Nicht weniger Anteil an der Wirkung des Abends hatte das von der Primaria Jana Kuss begründete Quartett, das ihren Namen trägt. Das Ensemble steht für die unverkrampfte Integration neuer Musik und überdies für eine überaus gehaltvolle Spielkultur. Der später hinzugefügte vierte Satz in Beethovens Opus 135 trägt den vom Komponisten beigefügten Kommentar: «Muss es sein? Es muss sein.» Mit welch packender Kraft das Kuss-Quartett die beiden vom Komponisten ganz unmittelbar in Musik gefassten Sätze in Klang brachte, machte hinreissend Effekt.

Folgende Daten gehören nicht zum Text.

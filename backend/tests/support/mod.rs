//! Shared HTTP helpers for the end-to-end API suites.

use actix_web::cookie::Cookie;
use actix_web::dev::{Service, ServiceResponse};
use actix_web::http::{Method, StatusCode, header};
use actix_web::test::{self, TestRequest};
use serde_json::Value;

use accounts::domain::TRACE_ID_HEADER;

pub(crate) const ADMIN_EMAIL: &str = "admin@example.com";
pub(crate) const ADMIN_PASSWORD: &str = "AdminPass123!@#";
pub(crate) const MEMBER_EMAIL: &str = "member@example.com";
pub(crate) const MEMBER_PASSWORD: &str = "MemberPass123!@#";

/// Status, headers, session cookie and JSON body of a response.
pub(crate) struct CapturedResponse {
    pub(crate) status: StatusCode,
    pub(crate) trace_id: Option<String>,
    pub(crate) headers: header::HeaderMap,
    pub(crate) cookie: Option<Cookie<'static>>,
    pub(crate) body: Value,
}

impl CapturedResponse {
    /// Field names listed in a validation error body, sorted.
    pub(crate) fn invalid_fields(&self) -> Vec<String> {
        let mut names: Vec<String> = self.body["details"]["fields"]
            .as_object()
            .map(|fields| fields.keys().cloned().collect())
            .unwrap_or_default();
        names.sort();
        names
    }

    pub(crate) fn header(&self, name: &str) -> Option<&str> {
        self.headers.get(name).and_then(|value| value.to_str().ok())
    }
}

pub(crate) async fn send<S>(
    app: &S,
    method: Method,
    path: &str,
    cookie: Option<&Cookie<'static>>,
    payload: Option<Value>,
) -> CapturedResponse
where
    S: Service<actix_http::Request, Response = ServiceResponse, Error = actix_web::Error>,
{
    let mut request = TestRequest::default().method(method).uri(path);
    if let Some(cookie) = cookie {
        request = request.cookie(cookie.clone());
    }
    if let Some(payload) = payload {
        request = request.set_json(payload);
    }
    let response = test::call_service(app, request.to_request()).await;

    let status = response.status();
    let headers = response.headers().clone();
    let trace_id = headers
        .get(TRACE_ID_HEADER)
        .and_then(|value| value.to_str().ok())
        .map(str::to_owned);
    let cookie = response
        .response()
        .cookies()
        .find(|cookie| cookie.name() == "session")
        .map(Cookie::into_owned);
    let bytes = test::read_body(response).await;
    let body = if bytes.is_empty() {
        Value::Null
    } else {
        serde_json::from_slice(&bytes).expect("json body")
    };
    CapturedResponse {
        status,
        trace_id,
        headers,
        cookie,
        body,
    }
}

/// Log in and return the session cookie.
pub(crate) async fn login<S>(app: &S, email: &str, password: &str) -> Cookie<'static>
where
    S: Service<actix_http::Request, Response = ServiceResponse, Error = actix_web::Error>,
{
    let response = send(
        app,
        Method::POST,
        "/api/v1/login",
        None,
        Some(serde_json::json!({ "email": email, "password": password })),
    )
    .await;
    assert_eq!(
        response.status,
        StatusCode::OK,
        "login failed: {}",
        response.body
    );
    response.cookie.expect("session cookie")
}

Vielversprechend hatte es schon begonnen. Im dritten Rasumowsky-Quartett lebte die langsame Einleitung zum Kopfsatz von sparsam eingesetztem, sorgsam gestaltetem Vibrato. Das Andante des zweiten Satzes wurde getragen von den volltönenden, bisweilen aber auch wunderbar leisen Pizzicati des Cellisten Mikayel Haknazaryan, während im Menuett der Sekundgeiger Oliver Wille und der sehr zu Recht nicht hinten, sondern vorne sitzende Bratscher William Coleman mit ihrer energiegeladen federnden Tongebung das Geschehen bestimmten. Dem wirbelnden Finale schliesslich blieb das Kuss-Quartett nicht das Geringste schuldig.